José Hamilton Ribeiro aceitou com sangue frio a amputação de sua perna. Ao voltar a si, declarou:
"Este meu pé esquerdo sempre me deu problemas. Quando criança, tive nele uma tuberculose ossea. Não me fará muita falta. Pensando bem, tive sorte. No mesmo local em que fui e pisei a mina, pouco antes dois soldados morreram e um terceiro perdeu ambas as pernas e um braço.
José Hamilton Ribeiro havia chegado a Saigon em principios de março. Ao partir do Brasil, nenhuma companhia brasileira quis fazer seu seguro de vida. O seguro foi finalmente feito em Londres.
Após uma semana em Saigon, ele quis assistir de perto a um combate. No sabado, 16 de março, transportou-se para Da Nang. A partir de segunda-feira, 18, acompanhou as atividades da companhia Delta da primeira brigada no batalhão da primeira divisão de cavalaria. No dia do acidente, 20 de março, assista à limpeza de uma area, onde se suspeitava da presença de tropas norte-vietnamitas.
A companhia inteira compunha-se de 125 homens. A patrulha em que estava José Hamilton era de dez soldados. Pouco antes, tinha havido três explosões de pequenas minas.

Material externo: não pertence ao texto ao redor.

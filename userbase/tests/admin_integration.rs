//! Integration tests for administrative account operations.

use std::sync::Arc;

use tokio::sync::mpsc::UnboundedReceiver;
use userbase::admin::AdminManager;
use userbase::auth::{
    AccountConfig, AccountManager, AuthError, NewUser, RegisterRequest, TokenCodec, TokenConfig,
    User, UserStats,
};
use userbase::db::{MemoryStore, UserRepository};
use userbase::mail::{AccountEmail, Mailer};

const TEST_SECRET: &str = "test_jwt_secret_of_32_characters!!";
const TEST_PEPPER: &str = "test_pepper_16ch";

struct TestHarness {
    accounts: AccountManager,
    admin: AdminManager,
    store: Arc<MemoryStore>,
    outbox: UnboundedReceiver<AccountEmail>,
}

fn harness() -> TestHarness {
    let store = Arc::new(MemoryStore::new());
    let (mailer, outbox) = Mailer::channel();
    let accounts = AccountManager::new(
        store.clone(),
        store.clone(),
        TokenCodec::new(&TokenConfig::new(TEST_SECRET)),
        mailer,
        AccountConfig::new(TEST_PEPPER),
    );
    let admin = AdminManager::new(store.clone());

    TestHarness {
        accounts,
        admin,
        store,
        outbox,
    }
}

/// Register a user and complete email verification.
async fn register_verified(h: &mut TestHarness, email: &str, username: &str) -> User {
    h.accounts
        .register(RegisterRequest {
            email: email.to_string(),
            username: username.to_string(),
            password: "SecurePass123".to_string(),
        })
        .await
        .unwrap();

    let sent = h.outbox.recv().await.unwrap();
    let AccountEmail::Verification { link, .. } = sent else {
        panic!("expected a verification email");
    };
    let token = link.split("token=").nth(1).unwrap();

    let user = h.accounts.verify_email_token(token).await.unwrap();
    let _ = h.outbox.recv().await; // confirmation email
    user
}

#[tokio::test]
async fn test_user_stats_reflect_account_states() {
    let mut h = harness();

    register_verified(&mut h, "alice@example.com", "alice").await;
    let bob = register_verified(&mut h, "bob@example.com", "bob").await;
    h.accounts
        .register(RegisterRequest {
            email: "carol@example.com".to_string(),
            username: "carol".to_string(),
            password: "SecurePass123".to_string(),
        })
        .await
        .unwrap();
    h.store
        .create_user(NewUser {
            email: "root@example.com".to_string(),
            username: "root".to_string(),
            password_hash: "digest".to_string(),
            is_verified: true,
            is_superuser: true,
        })
        .await
        .unwrap();

    h.admin.deactivate_user(bob.id).await.unwrap();

    let stats = h.admin.user_stats().await.unwrap();
    assert_eq!(
        stats,
        UserStats {
            total: 4,
            active: 3,
            verified: 3,
            superusers: 1,
        }
    );
}

#[tokio::test]
async fn test_deactivate_blocks_login_until_reactivated() {
    let mut h = harness();
    let user = register_verified(&mut h, "alice@example.com", "alice").await;

    let deactivated = h.admin.deactivate_user(user.id).await.unwrap();
    assert!(!deactivated.is_active);

    let login = h.accounts.login("alice", "SecurePass123").await;
    assert!(matches!(login, Err(AuthError::AccountDeactivated)));

    // Account state outranks the credential check.
    let wrong_password = h.accounts.login("alice", "WrongPass123").await;
    assert!(matches!(wrong_password, Err(AuthError::AccountDeactivated)));

    let reactivated = h.admin.reactivate_user(user.id).await.unwrap();
    assert!(reactivated.is_active);

    assert!(h.accounts.login("alice", "SecurePass123").await.is_ok());
}

#[tokio::test]
async fn test_deactivate_missing_user() {
    let h = harness();

    let result = h.admin.deactivate_user(999).await;
    assert!(matches!(result, Err(AuthError::UserNotFound)));

    let result = h.admin.reactivate_user(999).await;
    assert!(matches!(result, Err(AuthError::UserNotFound)));
}

#[tokio::test]
async fn test_delete_removes_account_and_sessions() {
    let mut h = harness();
    let user = register_verified(&mut h, "alice@example.com", "alice").await;
    let (_, tokens) = h.accounts.login("alice", "SecurePass123").await.unwrap();

    let removed = h.admin.delete_user(user.id).await.unwrap();
    assert_eq!(removed.id, user.id);

    let login = h.accounts.login("alice", "SecurePass123").await;
    assert!(matches!(login, Err(AuthError::UserNotFound)));

    let rotate = h.accounts.rotate_refresh_token(&tokens.refresh_token).await;
    assert!(matches!(rotate, Err(AuthError::InvalidToken)));

    let again = h.admin.delete_user(user.id).await;
    assert!(matches!(again, Err(AuthError::UserNotFound)));
}

#[tokio::test]
async fn test_deactivation_is_reversible_deletion_is_not() {
    let mut h = harness();
    let user = register_verified(&mut h, "alice@example.com", "alice").await;

    // Deactivation keeps the row, so the email stays taken.
    h.admin.deactivate_user(user.id).await.unwrap();
    let retake = h
        .accounts
        .register(RegisterRequest {
            email: "alice@example.com".to_string(),
            username: "alice2".to_string(),
            password: "SecurePass123".to_string(),
        })
        .await;
    assert!(matches!(retake, Err(AuthError::EmailAlreadyExists)));

    // Deletion frees it.
    h.admin.delete_user(user.id).await.unwrap();
    let retake = h
        .accounts
        .register(RegisterRequest {
            email: "alice@example.com".to_string(),
            username: "alice2".to_string(),
            password: "SecurePass123".to_string(),
        })
        .await;
    assert!(retake.is_ok());
}
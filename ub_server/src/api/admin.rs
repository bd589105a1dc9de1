//! Admin API handlers.
//!
//! All routes here sit behind the superuser middleware.

use axum::{
    Json,
    extract::{Path, State},
};
use userbase::auth::UserStats;

use super::{AppState, auth::UserResponse, error::ApiError};

/// Aggregate account statistics
pub async fn user_stats(State(state): State<AppState>) -> Result<Json<UserStats>, ApiError> {
    Ok(Json(state.admin.user_stats().await?))
}

/// Disable an account
pub async fn deactivate_user(
    State(state): State<AppState>,
    Path(user_id): Path<i64>,
) -> Result<Json<UserResponse>, ApiError> {
    Ok(Json(state.admin.deactivate_user(user_id).await?.into()))
}

/// Re-enable a deactivated account
pub async fn reactivate_user(
    State(state): State<AppState>,
    Path(user_id): Path<i64>,
) -> Result<Json<UserResponse>, ApiError> {
    Ok(Json(state.admin.reactivate_user(user_id).await?.into()))
}

/// Permanently remove an account, answering with its last snapshot
pub async fn delete_user(
    State(state): State<AppState>,
    Path(user_id): Path<i64>,
) -> Result<Json<UserResponse>, ApiError> {
    Ok(Json(state.admin.delete_user(user_id).await?.into()))
}
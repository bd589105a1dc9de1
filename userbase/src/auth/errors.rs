//! Account error types.

use std::time::Duration;

use thiserror::Error;

use crate::db::timeouts::TimeoutError;

use super::tokens::TokenError;

/// Account and authentication errors
#[derive(Debug, Error)]
pub enum AuthError {
    /// Database error
    #[error("Database error: {0}")]
    Database(#[from] sqlx::Error),

    /// Store operation exceeded its deadline
    #[error("Store operation timed out after {0:?}")]
    StoreTimeout(Duration),

    /// Password hashing failed
    #[error("Password hashing failed")]
    HashingFailed,

    /// Token signing failed
    #[error("Token signing error: {0}")]
    Jwt(#[from] jsonwebtoken::errors::Error),

    /// Email already registered
    #[error("Email already registered")]
    EmailAlreadyExists,

    /// Username already taken
    #[error("Username already taken")]
    UsernameAlreadyExists,

    /// User not found
    #[error("User not found")]
    UserNotFound,

    /// Password verification failed
    #[error("Invalid password")]
    InvalidPassword,

    /// Account is deactivated
    #[error("Account is deactivated")]
    AccountDeactivated,

    /// Email address has not been verified
    #[error("Email not verified")]
    EmailNotVerified,

    /// Malformed, unknown, revoked, or wrong-purpose token
    #[error("Invalid token")]
    InvalidToken,

    /// Genuine token past its expiry
    #[error("Token expired")]
    ExpiredToken,

    /// Caller lacks valid credentials for this operation
    #[error("Unauthorized")]
    Unauthorized,
}

impl AuthError {
    /// Message safe to show to clients
    ///
    /// Infrastructure failures carry connection strings and signing
    /// internals in their display form, so they collapse to a generic
    /// message at the boundary.
    pub fn client_message(&self) -> String {
        match self {
            AuthError::Database(_) | AuthError::StoreTimeout(_) => {
                "Internal server error".to_string()
            }
            AuthError::Jwt(_) | AuthError::HashingFailed => "Authentication failed".to_string(),
            other => other.to_string(),
        }
    }
}

impl From<TokenError> for AuthError {
    fn from(err: TokenError) -> Self {
        match err {
            TokenError::Expired => AuthError::ExpiredToken,
            TokenError::Malformed | TokenError::TypeMismatch => AuthError::InvalidToken,
        }
    }
}

impl From<TimeoutError> for AuthError {
    fn from(err: TimeoutError) -> Self {
        match err {
            TimeoutError::Timeout(duration) => AuthError::StoreTimeout(duration),
            TimeoutError::Database(err) => AuthError::Database(err),
        }
    }
}

/// Result type for account operations
pub type AuthResult<T> = Result<T, AuthError>;
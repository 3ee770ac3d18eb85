//! Environment configuration for the daemon
//!
//! Every setting comes from an environment variable. Unset variables fall
//! back to the core defaults; set-but-invalid values are errors.

use anyhow::{Context, Result};
use registrator_core::config::{
    AddressKind, ClassifierConfig, DEFAULT_CONTAINER, DEFAULT_IDENTITY_LABEL, DEFAULT_RECORD_NAME,
    DEFAULT_SERVICE_DOMAIN, DEFAULT_SERVICE_SUFFIX, ProviderConfig, RecordTypePolicy,
    RegistratorConfig,
};
use std::env;
use std::net::SocketAddr;

/// Default bind address of the liveness endpoint
const DEFAULT_LIVENESS_ADDR: &str = "0.0.0.0:8080";

/// Daemon configuration
#[derive(Debug, Clone)]
pub struct Config {
    /// Engine and collaborator configuration
    pub core: RegistratorConfig,

    /// Liveness endpoint bind address
    pub liveness_addr: SocketAddr,

    /// Log level for the tracing subscriber
    pub log_level: String,
}

impl Config {
    /// Load configuration from environment variables
    pub fn from_env() -> Result<Self> {
        Self::from_lookup(|key| env::var(key).ok())
    }

    /// Load configuration through an arbitrary variable lookup
    pub fn from_lookup<F>(lookup: F) -> Result<Self>
    where
        F: Fn(&str) -> Option<String>,
    {
        let var = |key: &str| lookup(key).filter(|v| !v.trim().is_empty());
        let mut core = RegistratorConfig::default();

        if let Some(zone_id) = var("REGISTRATOR_ZONE_ID") {
            core.zone_id = zone_id;
        }

        core.classifier = match var("REGISTRATOR_MODE").as_deref() {
            None | Some("container_name") => ClassifierConfig::ContainerName {
                container: var("REGISTRATOR_CONTAINER")
                    .unwrap_or_else(|| DEFAULT_CONTAINER.to_string()),
                record_name: var("REGISTRATOR_RECORD_NAME")
                    .unwrap_or_else(|| DEFAULT_RECORD_NAME.to_string()),
            },
            Some("label") => ClassifierConfig::Label {
                label: var("REGISTRATOR_LABEL")
                    .unwrap_or_else(|| DEFAULT_IDENTITY_LABEL.to_string()),
                suffix: var("REGISTRATOR_SUFFIX")
                    .unwrap_or_else(|| DEFAULT_SERVICE_SUFFIX.to_string()),
                domain: var("REGISTRATOR_DOMAIN")
                    .unwrap_or_else(|| DEFAULT_SERVICE_DOMAIN.to_string()),
            },
            Some(other) => anyhow::bail!(
                "REGISTRATOR_MODE '{}' is not supported. Supported modes: container_name, label",
                other
            ),
        };

        if let Some(ttl) = var("REGISTRATOR_TTL") {
            core.record.ttl = ttl
                .parse()
                .with_context(|| format!("REGISTRATOR_TTL must be an integer. Got: {}", ttl))?;
        }
        if let Some(weight) = var("REGISTRATOR_WEIGHT") {
            core.record.weight = weight.parse().with_context(|| {
                format!("REGISTRATOR_WEIGHT must be an integer. Got: {}", weight)
            })?;
        }
        if let Some(record_type) = var("REGISTRATOR_RECORD_TYPE") {
            core.record.record_type = match record_type.to_lowercase().as_str() {
                "auto" => RecordTypePolicy::Auto,
                "a" => RecordTypePolicy::A,
                "cname" => RecordTypePolicy::Cname,
                _ => anyhow::bail!(
                    "REGISTRATOR_RECORD_TYPE '{}' is not valid. Valid types: auto, a, cname",
                    record_type
                ),
            };
        }

        let dry_run = parse_bool("REGISTRATOR_DRY_RUN", var("REGISTRATOR_DRY_RUN"))?;
        core.provider = match var("REGISTRATOR_PROVIDER").as_deref() {
            None | Some("route53") => ProviderConfig::Route53 {
                region: var("REGISTRATOR_REGION")
                    .or_else(|| var("AWS_REGION"))
                    .unwrap_or_else(|| "us-east-1".to_string()),
                dry_run,
            },
            Some("memory") => ProviderConfig::Memory,
            Some(other) => anyhow::bail!(
                "REGISTRATOR_PROVIDER '{}' is not supported. Supported providers: route53, memory",
                other
            ),
        };

        if let Some(endpoint) = var("REGISTRATOR_METADATA_ENDPOINT") {
            core.metadata.endpoint = endpoint;
        }
        if let Some(address) = var("REGISTRATOR_ADDRESS") {
            core.metadata.address = match address.as_str() {
                "public_hostname" => AddressKind::PublicHostname,
                "local_ipv4" => AddressKind::LocalIpv4,
                _ => anyhow::bail!(
                    "REGISTRATOR_ADDRESS '{}' is not valid. \
                    Valid kinds: public_hostname, local_ipv4",
                    address
                ),
            };
        }

        if let Some(docker_host) = var("DOCKER_HOST") {
            core.runtime.docker_host = docker_host;
        }

        core.engine.purge_on_start =
            parse_bool("REGISTRATOR_PURGE_ON_START", var("REGISTRATOR_PURGE_ON_START"))?;

        let liveness_addr = var("REGISTRATOR_LIVENESS_ADDR")
            .unwrap_or_else(|| DEFAULT_LIVENESS_ADDR.to_string());
        let liveness_addr = liveness_addr.parse().with_context(|| {
            format!(
                "REGISTRATOR_LIVENESS_ADDR must be a socket address. Got: {}",
                liveness_addr
            )
        })?;

        Ok(Self {
            core,
            liveness_addr,
            log_level: var("REGISTRATOR_LOG_LEVEL").unwrap_or_else(|| "info".to_string()),
        })
    }

    /// Validate the configuration
    pub fn validate(&self) -> Result<()> {
        self.core.validate()?;

        match self.log_level.to_lowercase().as_str() {
            "trace" | "debug" | "info" | "warn" | "error" => {}
            _ => anyhow::bail!(
                "REGISTRATOR_LOG_LEVEL '{}' is not valid. \
                Valid levels: trace, debug, info, warn, error",
                self.log_level
            ),
        }

        let route53 = matches!(self.core.provider, ProviderConfig::Route53 { .. });
        if cfg!(not(feature = "route53")) && route53 {
            anyhow::bail!(
                "REGISTRATOR_PROVIDER=route53 requires the 'route53' feature. \
                Rebuild with it or set REGISTRATOR_PROVIDER=memory"
            );
        }

        Ok(())
    }
}

fn parse_bool(key: &str, value: Option<String>) -> Result<bool> {
    match value.as_deref().map(str::to_lowercase).as_deref() {
        None => Ok(false),
        Some("1" | "true" | "yes") => Ok(true),
        Some("0" | "false" | "no") => Ok(false),
        Some(other) => anyhow::bail!("{} must be true or false. Got: {}", key, other),
    }
}

#[cfg(test)]
mod tests {
    use super::*;
    use std::collections::HashMap;

    fn load(vars: &[(&str, &str)]) -> Result<Config> {
        let vars: HashMap<String, String> = vars
            .iter()
            .map(|(k, v)| (k.to_string(), v.to_string()))
            .collect();
        Config::from_lookup(|key| vars.get(key).cloned())
    }

    #[test]
    fn defaults_watch_the_registry_container() {
        let config = load(&[]).unwrap();

        assert_eq!(config.core.zone_id, "Z1P7DHMHEAX6O3");
        assert_eq!(config.core.classifier, ClassifierConfig::default());
        assert_eq!(
            config.core.provider,
            ProviderConfig::Route53 {
                region: "us-east-1".to_string(),
                dry_run: false,
            }
        );
        assert_eq!(config.core.runtime.docker_host, "unix:///var/run/docker.sock");
        assert_eq!(config.liveness_addr, "0.0.0.0:8080".parse().unwrap());
        assert_eq!(config.log_level, "info");
        assert!(config.validate().is_ok());
    }

    #[test]
    fn label_mode_reads_convention() {
        let config = load(&[
            ("REGISTRATOR_MODE", "label"),
            ("REGISTRATOR_DOMAIN", "svc.internal"),
            ("REGISTRATOR_PROVIDER", "memory"),
        ])
        .unwrap();

        assert_eq!(
            config.core.classifier,
            ClassifierConfig::Label {
                label: "registrator.service".to_string(),
                suffix: "-service".to_string(),
                domain: "svc.internal".to_string(),
            }
        );
        assert_eq!(config.core.provider, ProviderConfig::Memory);
    }

    #[test]
    fn record_and_runtime_overrides() {
        let config = load(&[
            ("REGISTRATOR_TTL", "60"),
            ("REGISTRATOR_WEIGHT", "10"),
            ("REGISTRATOR_RECORD_TYPE", "CNAME"),
            ("REGISTRATOR_ADDRESS", "local_ipv4"),
            ("REGISTRATOR_DRY_RUN", "true"),
            ("REGISTRATOR_REGION", "eu-west-1"),
            ("DOCKER_HOST", "tcp://10.0.0.1:2375"),
        ])
        .unwrap();

        assert_eq!(config.core.record.ttl, 60);
        assert_eq!(config.core.record.weight, 10);
        assert_eq!(config.core.record.record_type, RecordTypePolicy::Cname);
        assert_eq!(config.core.metadata.address, AddressKind::LocalIpv4);
        assert_eq!(config.core.runtime.docker_host, "tcp://10.0.0.1:2375");
        assert_eq!(
            config.core.provider,
            ProviderConfig::Route53 {
                region: "eu-west-1".to_string(),
                dry_run: true,
            }
        );
    }

    #[test]
    fn malformed_values_are_errors() {
        assert!(load(&[("REGISTRATOR_TTL", "five")]).is_err());
        assert!(load(&[("REGISTRATOR_MODE", "all")]).is_err());
        assert!(load(&[("REGISTRATOR_PROVIDER", "clouddns")]).is_err());
        assert!(load(&[("REGISTRATOR_DRY_RUN", "maybe")]).is_err());
        assert!(load(&[("REGISTRATOR_LIVENESS_ADDR", "localhost")]).is_err());
    }

    #[test]
    fn out_of_range_values_fail_validation() {
        let config = load(&[("REGISTRATOR_WEIGHT", "300")]).unwrap();
        assert!(config.validate().is_err());

        let config = load(&[("REGISTRATOR_LOG_LEVEL", "verbose")]).unwrap();
        assert!(config.validate().is_err());
    }

    #[test]
    fn purge_requires_container_name_mode() {
        let config = load(&[
            ("REGISTRATOR_MODE", "label"),
            ("REGISTRATOR_PURGE_ON_START", "true"),
        ])
        .unwrap();
        assert!(config.validate().is_err());

        let config = load(&[("REGISTRATOR_PURGE_ON_START", "true")]).unwrap();
        assert!(config.validate().is_ok());
    }
}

Um pormenor estranho: seis homens de sua patrulha passaram antes de José Hamilton no local em que a mina explodiu. Só ele, o setimo, pisou na mina.

A explosão

"De repente me senti no ar (assim ele descreve o acidente). Quando me dei conta, estava sentado no chão envolto em fumaça. Procurei meu interprete, um americano de origem mexicana, e não o vi. Pensei que o rapaz tivesse morrido. Só aí senti que minha perna esquerda puxava. Olhei e não havia mais o pé. Só alguns minutos depois começou a doer. Os enfermeiros estavam ocupados com os outros feridos. Finalmente me amarraram a perna acima do joelho com um torniquete. O sangue estancou."
José Hamilton foi transportado de helicoptero para o Hospital Cirurgico de Quang Tri, onde a perna esquerda foi amputada pouco acima do tornozelo. Ele resistiu bem à operação. Seus outros ferimentos eram leves: algumas escoriações na perna direita e no braço esquerdo. O resto do corpo, intacto.
Por coincidencia, seu vizinho de leito no Hospital Cirurgico de Quang Tri era um soldado de 20 anos, nascido em Portugal, Amerindo Cavalheiro, que emigrou para os Estados Unidos.